:: Task prompt ::
Set every entry down again exactly, omitting none.

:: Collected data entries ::
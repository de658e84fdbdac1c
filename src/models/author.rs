//! Author data models and API request types.
//!
//! This module defines:
//! - `Author`: Database entity representing a persisted author
//! - `NewAuthor`: An author that has been constructed but not yet persisted
//! - `CreateAuthorRequest`: Request body for creating and updating authors

use chrono::NaiveDate;
use serde::{Deserialize, Serialize};

/// Represents an author record from the database.
///
/// # Database Table
///
/// Maps to the `autores` table. The table predates this service, so the
/// column and JSON field names stay in Spanish while the Rust identifiers
/// are English.
///
/// # Identity
///
/// `id` is assigned by the database (SERIAL) and immutable once persisted;
/// an `Author` value always represents a persisted row. Use [`NewAuthor`]
/// for the not-yet-persisted shape.
#[derive(Debug, Clone, PartialEq, Eq, sqlx::FromRow, Serialize)]
pub struct Author {
    /// Unique identifier for this author
    pub id: i32,

    /// Full name of the author
    #[sqlx(rename = "nombre")]
    #[serde(rename = "nombre")]
    pub name: String,

    /// Nationality, may be absent
    #[sqlx(rename = "nacionalidad")]
    #[serde(rename = "nacionalidad")]
    pub nationality: Option<String>,

    /// Birth date, rendered as an ISO-8601 date (`YYYY-MM-DD`) in JSON
    #[sqlx(rename = "fecha_nacimiento")]
    #[serde(rename = "fecha_nacimiento")]
    pub birth_date: Option<NaiveDate>,
}

/// An author that has not been persisted yet.
///
/// Carries every [`Author`] field except the id, which only storage can
/// assign. Repositories consume a `NewAuthor` on insert and hand back the
/// persisted `Author`.
#[derive(Debug, Clone)]
pub struct NewAuthor {
    pub name: String,
    pub nationality: Option<String>,
    pub birth_date: Option<NaiveDate>,
}

/// Request body for creating or updating an author.
///
/// # JSON Example
///
/// ```json
/// {
///   "nombre": "Gabriel García Márquez",
///   "nacionalidad": "Colombiana",
///   "fecha_nacimiento": "1927-03-06"
/// }
/// ```
///
/// All fields are optional at the serde level so a missing field surfaces
/// as a service-layer validation error rather than a deserialization
/// failure; the service requires all three.
#[derive(Debug, Clone, Deserialize)]
pub struct CreateAuthorRequest {
    /// Author name (required, at least 2 characters, letters and spaces only)
    #[serde(rename = "nombre")]
    pub name: Option<String>,

    /// Nationality (required, at least 2 characters)
    #[serde(rename = "nacionalidad")]
    pub nationality: Option<String>,

    /// Birth date as a `YYYY-MM-DD` string (required, must parse)
    #[serde(rename = "fecha_nacimiento")]
    pub birth_date: Option<String>,
}

#[cfg(test)]
mod tests {
    use super::*;

    #[test]
    fn author_serializes_with_schema_field_names() {
        let author = Author {
            id: 1,
            name: "Gabriel García Márquez".to_string(),
            nationality: Some("Colombiana".to_string()),
            birth_date: Some(NaiveDate::from_ymd_opt(1927, 3, 6).unwrap()),
        };

        let json = serde_json::to_value(&author).unwrap();

        assert_eq!(json["id"], 1);
        assert_eq!(json["nombre"], "Gabriel García Márquez");
        assert_eq!(json["nacionalidad"], "Colombiana");
        assert_eq!(json["fecha_nacimiento"], "1927-03-06");
    }

    #[test]
    fn absent_fields_serialize_as_null() {
        let author = Author {
            id: 2,
            name: "Anónimo".to_string(),
            nationality: None,
            birth_date: None,
        };

        let json = serde_json::to_value(&author).unwrap();

        assert!(json["nacionalidad"].is_null());
        assert!(json["fecha_nacimiento"].is_null());
    }

    #[test]
    fn request_deserializes_from_schema_field_names() {
        let request: CreateAuthorRequest = serde_json::from_str(
            r#"{"nombre": "Julio Cortázar", "nacionalidad": "Argentina", "fecha_nacimiento": "1914-08-26"}"#,
        )
        .unwrap();

        assert_eq!(request.name.as_deref(), Some("Julio Cortázar"));
        assert_eq!(request.nationality.as_deref(), Some("Argentina"));
        assert_eq!(request.birth_date.as_deref(), Some("1914-08-26"));
    }

    #[test]
    fn request_tolerates_missing_fields() {
        let request: CreateAuthorRequest = serde_json::from_str("{}").unwrap();

        assert!(request.name.is_none());
        assert!(request.nationality.is_none());
        assert!(request.birth_date.is_none());
    }
}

:: Response to the exercise ::
repository de658e84fdbdac1c
filename src/models/author.rs
//! Author data models and API request types.
//!
//! This module defines:
//! - `Author`: Database entity representing a persisted author
//! - `NewAuthor`: An author that has been constructed but not yet persisted
//! - `CreateAuthorRequest`: Request body for creating and updating authors

use chrono::NaiveDate;
use serde::{Deserialize, Serialize};

/// Represents an author record from the database.
///
/// # Database Table
///
/// Maps to the `autores` table. The table predates this service, so the
/// column and JSON field names stay in Spanish while the Rust identifiers
/// are English.
///
/// # Identity
///
/// `id` is assigned by the database (SERIAL) and immutable once persisted;
/// an `Author` value always represents a persisted row. Use [`NewAuthor`]
/// for the not-yet-persisted shape.
#[derive(Debug, Clone, PartialEq, Eq, sqlx::FromRow, Serialize)]
pub struct Author {
    /// Unique identifier for this author
    pub id: i32,

    /// Full name of the author
    #[sqlx(rename = "nombre")]
    #[serde(rename = "nombre")]
    pub name: String,

    /// Nationality, may be absent
    #[sqlx(rename = "nacionalidad")]
    #[serde(rename = "nacionalidad")]
    pub nationality: Option<String>,

    /// Birth date, rendered as an ISO-8601 date (`YYYY-MM-DD`) in JSON
    #[sqlx(rename = "fecha_nacimiento")]
    #[serde(rename = "fecha_nacimiento")]
    pub birth_date: Option<NaiveDate>,
}

/// An author that has not been persisted yet.
///
/// Carries every [`Author`] field except the id, which only storage can
/// assign. Repositories consume a `NewAuthor` on insert and hand back the
/// persisted `Author`.
#[derive(Debug, Clone)]
pub struct NewAuthor {
    pub name: String,
    pub nationality: Option<String>,
    pub birth_date: Option<NaiveDate>,
}

/// Request body for creating or updating an author.
///
/// # JSON Example
///
/// ```json
/// {
///   "nombre": "Gabriel García Márquez",
///   "nacionalidad": "Colombiana",
///   "fecha_nacimiento": "1927-03-06"
/// }
/// ```
///
/// All fields are optional at the serde level so a missing field surfaces
/// as a service-layer validation error rather than a deserialization
/// failure; the service requires all three.
#[derive(Debug, Clone, Deserialize)]
pub struct CreateAuthorRequest {
    /// Author name (required, at least 2 characters, letters and spaces only)
    #[serde(rename = "nombre")]
    pub name: Option<String>,

    /// Nationality (required, at least 2 characters)
    #[serde(rename = "nacionalidad")]
    pub nationality: Option<String>,

    /// Birth date as a `YYYY-MM-DD` string (required, must parse)
    #[serde(rename = "fecha_nacimiento")]
    pub birth_date: Option<String>,
}

#[cfg(test)]
mod tests {
    use super::*;

    #[test]
    fn author_serializes_with_schema_field_names() {
        let author = Author {
            id: 1,
            name: "Gabriel García Márquez".to_string(),
            nationality: Some("Colombiana".to_string()),
            birth_date: Some(NaiveDate::from_ymd_opt(1927, 3, 6).unwrap()),
        };

        let json = serde_json::to_value(&author).unwrap();

        assert_eq!(json["id"], 1);
        assert_eq!(json["nombre"], "Gabriel García Márquez");
        assert_eq!(json["nacionalidad"], "Colombiana");
        assert_eq!(json["fecha_nacimiento"], "1927-03-06");
    }

    #[test]
    fn absent_fields_serialize_as_null() {
        let author = Author {
            id: 2,
            name: "Anónimo".to_string(),
            nationality: None,
            birth_date: None,
        };

        let json = serde_json::to_value(&author).unwrap();

        assert!(json["nacionalidad"].is_null());
        assert!(json["fecha_nacimiento"].is_null());
    }

    #[test]
    fn request_deserializes_from_schema_field_names() {
        let request: CreateAuthorRequest = serde_json::from_str(
            r#"{"nombre": "Julio Cortázar", "nacionalidad": "Argentina", "fecha_nacimiento": "1914-08-26"}"#,
        )
        .unwrap();

        assert_eq!(request.name.as_deref(), Some("Julio Cortázar"));
        assert_eq!(request.nationality.as_deref(), Some("Argentina"));
        assert_eq!(request.birth_date.as_deref(), Some("1914-08-26"));
    }

    #[test]
    fn request_tolerates_missing_fields() {
        let request: CreateAuthorRequest = serde_json::from_str("{}").unwrap();

        assert!(request.name.is_none());
        assert!(request.nationality.is_none());
        assert!(request.birth_date.is_none());
    }
}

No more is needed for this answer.